> Computer scientists always consider the worst case scenario because it allows us to edge against the risk—or, well, certainty—that something will go wrong.
> Why are people complaining about WEI and not PATs then?
> Well, Google is simultaneously the owner of the most popular web browser (Chrome) and the most popular mobile operating system (Android) on top of which Chrome runs. WEI is guaranteed to be a recipe for anti-competitive practices.
I don't follow. How is any of this exclusively harmful when WEI does it? Is Apple not also in a position to use PATs for anti-competitive purposes?
It's transformative (in a bad way) for the vast majority of users to be using systems that are capable of attestation, however we get there. Once that happens, it's a slippery slope into a world where you can't use open source browsers for commercial activity and the ladder is largely pulled up on a new browser ever becoming popular again.

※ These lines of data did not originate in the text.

//! Integration tests for the newsstand RSS reader
//!
//! These tests run the full ingestion workflow against a mocked feed server
//! and an on-disk database.

use std::io::Write;
use tempfile::NamedTempFile;

mod common {
    use std::sync::Arc;

    use newsstand::config::FetchConfig;
    use newsstand::db::Database;
    use newsstand::fetcher::Fetcher;
    use tempfile::TempDir;
    use wiremock::matchers::{method, path};
    use wiremock::{Mock, MockServer, ResponseTemplate};

    /// Create a temporary directory for test databases
    pub fn create_temp_dir() -> TempDir {
        tempfile::tempdir().expect("Failed to create temp directory")
    }

    /// Create a test database path
    pub fn create_db_path(temp_dir: &TempDir) -> String {
        let db_path = temp_dir.path().join("test.db");
        format!("sqlite:{}?mode=rwc", db_path.display())
    }

    pub async fn open_db(db_url: &str) -> Arc<Database> {
        let db = Database::new(db_url).await.unwrap();
        db.initialize().await.unwrap();
        Arc::new(db)
    }

    pub fn create_fetcher(db: Arc<Database>) -> Fetcher {
        Fetcher::new(db, &FetchConfig::default()).unwrap()
    }

    /// RSS document whose item `i` links to `{prefix}/{i}`, newest first.
    pub fn rss_with_items(title: &str, prefix: &str, range: std::ops::RangeInclusive<u32>) -> String {
        let items: String = range
            .map(|i| {
                format!(
                    "<item><title>Article {i}</title><link>{prefix}/{i}</link>\
                     <description>Body {i}</description>\
                     <pubDate>Mon, 09 Dec 2024 {:02}:{:02}:00 GMT</pubDate></item>",
                    23 - i / 60,
                    59 - i % 60
                )
            })
            .collect();

        format!(
            r#"<?xml version="1.0"?><rss version="2.0"><channel><title>{title}</title>{items}</channel></rss>"#
        )
    }

    pub async fn serve_at(server: &MockServer, route: &str, body: String) {
        Mock::given(method("GET"))
            .and(path(route))
            .respond_with(ResponseTemplate::new(200).set_body_string(body))
            .mount(server)
            .await;
    }
}

#[cfg(test)]
mod config_integration_tests {
    use super::*;
    use newsstand::config::Config;

    #[test]
    fn test_load_actual_config() {
        let config = Config::load("newsstand.toml");
        assert!(config.is_ok(), "Failed to load newsstand.toml: {:?}", config.err());

        let config = config.unwrap();
        assert!(!config.listen_addr.is_empty());
        assert!(config.fetch.timeout_secs > 0);
    }

    #[test]
    fn test_config_from_file() {
        let toml_content = r#"
            database_url = "sqlite::memory:"
            feeds = ["https://lobste.rs/rss"]
        "#;

        let mut temp_file = NamedTempFile::new().unwrap();
        temp_file.write_all(toml_content.as_bytes()).unwrap();

        let config = Config::load(temp_file.path()).unwrap();

        assert_eq!(config.database_url, "sqlite::memory:");
        assert_eq!(config.feeds, vec!["https://lobste.rs/rss".to_string()]);
        assert_eq!(config.listen_addr, "0.0.0.0:3000");
    }
}

#[cfg(test)]
mod ingestion_integration_tests {
    use super::common::*;
    use newsstand::error::Error;
    use newsstand::pagination::{get_page, list_feeds};
    use wiremock::MockServer;

    #[tokio::test]
    async fn test_add_and_page_through_feed() {
        let server = MockServer::start().await;
        serve_at(
            &server,
            "/rss",
            rss_with_items("Paged Feed", "https://paged.com/a", 1..=25),
        )
        .await;

        let temp_dir = create_temp_dir();
        let db = open_db(&create_db_path(&temp_dir)).await;
        let fetcher = create_fetcher(db.clone());

        assert!(fetcher.add_feed(&format!("{}/rss", server.uri())).await.unwrap());

        let feeds = list_feeds(&db).await.unwrap();
        assert_eq!(feeds.len(), 1);
        let feed_id = feeds[0].id;

        let page1 = get_page(&db, feed_id, 1).await.unwrap();
        assert_eq!(page1.info.page_count, 3);
        assert_eq!(page1.info.article_count, 25);
        assert_eq!(page1.articles.len(), 10);
        assert_eq!(page1.articles[0].title, "Article 1");
        assert_eq!(page1.articles[9].title, "Article 10");

        let page3 = get_page(&db, feed_id, 3).await.unwrap();
        assert_eq!(page3.articles.len(), 5);
        assert_eq!(page3.articles[0].title, "Article 21");
        assert_eq!(page3.articles[4].title, "Article 25");

        let page4 = get_page(&db, feed_id, 4).await;
        assert!(matches!(page4, Err(Error::PageOutOfRange { .. })));
    }

    #[tokio::test]
    async fn test_refresh_picks_up_new_articles() {
        let server = MockServer::start().await;
        serve_at(
            &server,
            "/rss",
            rss_with_items("Growing", "https://grow.com/a", 4..=10),
        )
        .await;

        let temp_dir = create_temp_dir();
        let db = open_db(&create_db_path(&temp_dir)).await;
        let fetcher = create_fetcher(db.clone());
        fetcher.add_feed(&format!("{}/rss", server.uri())).await.unwrap();
        let feed_id = list_feeds(&db).await.unwrap()[0].id;

        // Source now has three newer articles, and has dropped the oldest ones
        server.reset().await;
        serve_at(
            &server,
            "/rss",
            rss_with_items("Growing", "https://grow.com/a", 1..=6),
        )
        .await;

        let added = fetcher.refresh_feed(feed_id).await.unwrap();
        assert_eq!(added, 3);

        let page = get_page(&db, feed_id, 1).await.unwrap();
        assert_eq!(page.info.article_count, 10);
        assert_eq!(page.articles[0].title, "Article 1");
        assert!(page.articles.iter().all(|a| a.feed_id == feed_id));

        // A second refresh has nothing left to add
        assert_eq!(fetcher.refresh_feed(feed_id).await.unwrap(), 0);
        assert_eq!(db.get_article_count_for_feed(feed_id).await.unwrap(), 10);
    }

    #[tokio::test]
    async fn test_failed_refresh_keeps_existing_articles() {
        let server = MockServer::start().await;
        serve_at(
            &server,
            "/rss",
            rss_with_items("Flaky", "https://flaky.com/a", 1..=3),
        )
        .await;

        let temp_dir = create_temp_dir();
        let db = open_db(&create_db_path(&temp_dir)).await;
        let fetcher = create_fetcher(db.clone());
        fetcher.add_feed(&format!("{}/rss", server.uri())).await.unwrap();
        let feed_id = list_feeds(&db).await.unwrap()[0].id;

        server.reset().await;
        serve_at(&server, "/rss", "<<<broken".to_string()).await;

        let result = fetcher.refresh_feed(feed_id).await;
        assert!(matches!(result, Err(Error::Parse(_))));
        assert_eq!(db.get_article_count_for_feed(feed_id).await.unwrap(), 3);
    }

    #[tokio::test]
    async fn test_article_urls_unique_across_feeds() {
        let server = MockServer::start().await;
        serve_at(
            &server,
            "/first",
            rss_with_items("First", "https://shared.com/a", 1..=5),
        )
        .await;
        serve_at(
            &server,
            "/second",
            rss_with_items("Second", "https://shared.com/a", 3..=8),
        )
        .await;

        let temp_dir = create_temp_dir();
        let db = open_db(&create_db_path(&temp_dir)).await;
        let fetcher = create_fetcher(db.clone());

        assert!(fetcher.add_feed(&format!("{}/first", server.uri())).await.unwrap());
        assert!(fetcher.add_feed(&format!("{}/second", server.uri())).await.unwrap());

        let feeds = list_feeds(&db).await.unwrap();
        assert_eq!(db.get_article_count_for_feed(feeds[0].id).await.unwrap(), 5);
        // Only articles 6..=8 are new to the store
        assert_eq!(db.get_article_count_for_feed(feeds[1].id).await.unwrap(), 3);
    }
}

#[cfg(test)]
mod persistence_tests {
    use super::common::*;
    use newsstand::db::Database;
    use newsstand::pagination::{get_page, list_feeds};
    use wiremock::MockServer;

    #[tokio::test]
    async fn test_database_persistence() {
        let server = MockServer::start().await;
        serve_at(
            &server,
            "/rss",
            rss_with_items("Persistent Feed", "https://persist.com/a", 1..=2),
        )
        .await;

        let temp_dir = create_temp_dir();
        let db_url = create_db_path(&temp_dir);

        {
            let db = open_db(&db_url).await;
            let fetcher = create_fetcher(db.clone());
            fetcher.add_feed(&format!("{}/rss", server.uri())).await.unwrap();
        }

        // Reopen database and verify data persists
        {
            let db = Database::new(&db_url).await.unwrap();

            let feeds = list_feeds(&db).await.unwrap();
            assert_eq!(feeds.len(), 1);
            assert_eq!(feeds[0].title, "Persistent Feed");

            let page = get_page(&db, feeds[0].id, 1).await.unwrap();
            assert_eq!(page.articles.len(), 2);
            assert_eq!(page.articles[0].published, "Mon, 09 Dec 2024 23:58:00 GMT");
            assert_eq!(
                page.articles[0].parsed_time.as_deref(),
                Some("2024-12-09T23:58:00Z")
            );
        }
    }
}
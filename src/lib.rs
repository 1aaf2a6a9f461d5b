//! Newsstand - A small RSS feed reader
//!
//! Feeds are subscribed by URL, refreshed on demand, and their articles are
//! served as numbered pages, most recent first.

pub mod config;
pub mod db;
pub mod error;
pub mod fetcher;
pub mod pagination;
pub mod routes;
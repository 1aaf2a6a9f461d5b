use thiserror::Error;

/// Errors returned by the feed store, fetcher and pager.
#[derive(Debug, Error)]
pub enum Error {
    /// No feed is stored under this id.
    #[error("feed {0} not found")]
    FeedNotFound(i64),
    /// Requested page is below 1 or past the last page.
    #[error("page {page} is out of range (feed has {page_count} pages)")]
    PageOutOfRange { page: i64, page_count: i64 },
    /// Feed url could not be parsed or is not http(s).
    #[error("invalid feed url: {0}")]
    InvalidFeedUrl(String),
    /// Feed source could not be downloaded.
    #[error("failed to fetch feed: {0}")]
    Fetch(#[from] reqwest::Error),
    /// Downloaded document is not a valid RSS or Atom feed.
    #[error("failed to parse feed: {0}")]
    Parse(#[from] feed_rs::parser::ParseFeedError),
    /// Underlying SQLite failure.
    #[error("database error: {0}")]
    Database(#[from] sqlx::Error),
}

pub type Result<T> = std::result::Result<T, Error>;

At that point, it'll be left as an exercise for the remaining browser makers to slowly enshittify.
What's funny is that this trend could lead to the downfall of Chrome outside of Android and ChromeOS because at the end of the day, attestation is in the control of the OS maker.
Attestation is an issue in incentives, particularly on the part of website owners who lose incentive to offer a decent UX to non-attested users when most users are attested.
Apple PATs in isolation cannot achieve this, while google is making a new web standard that will almost certainly achieve this if it is successfully pushed.
That is, apple-only PATs are compatible with an open web. WEI as a standard is incompatible with an open web.
That said, PATs become dangerous in a world where WEI is being pushed - to that end I’ve recently disabled PATs on my iDevice.
The scary part isn’t what happens with attestation on todays web, it’s what kind of web gets built tomorrow when the vast majority of users support attestation.
The author of WEI acknowledges this risk but the only mitigation is a suggestion that maybe browsers can occasionally hold off on attesting - basically, letting market share of attestation hold just shy of 100% in hopes that it doesn’t dominate the web.
I’m sure the future google engineer who removes this restriction and saves 10% of chrome sessions from captchas will also get a promotion.
until sites "find a way" to ask multiple times for attestation (if it has a 10% chance of failing on each request and 10 of them in a row fail, what's chance of the client supporting WEI and randomly holding off on all of them?)
> Why are people complaining about WEI and not PATs then?
> Well, Google is simultaneously the owner of the most popular web browser (Chrome) and the most popular mobile operating system (Android) on top of which Chrome runs. WEI is guaranteed to be a recipe for anti-competitive practices.
I don't follow. How is any of this exclusively harmful when WEI does it? Is Apple not also in a position to use PATs for anti-competitive purposes?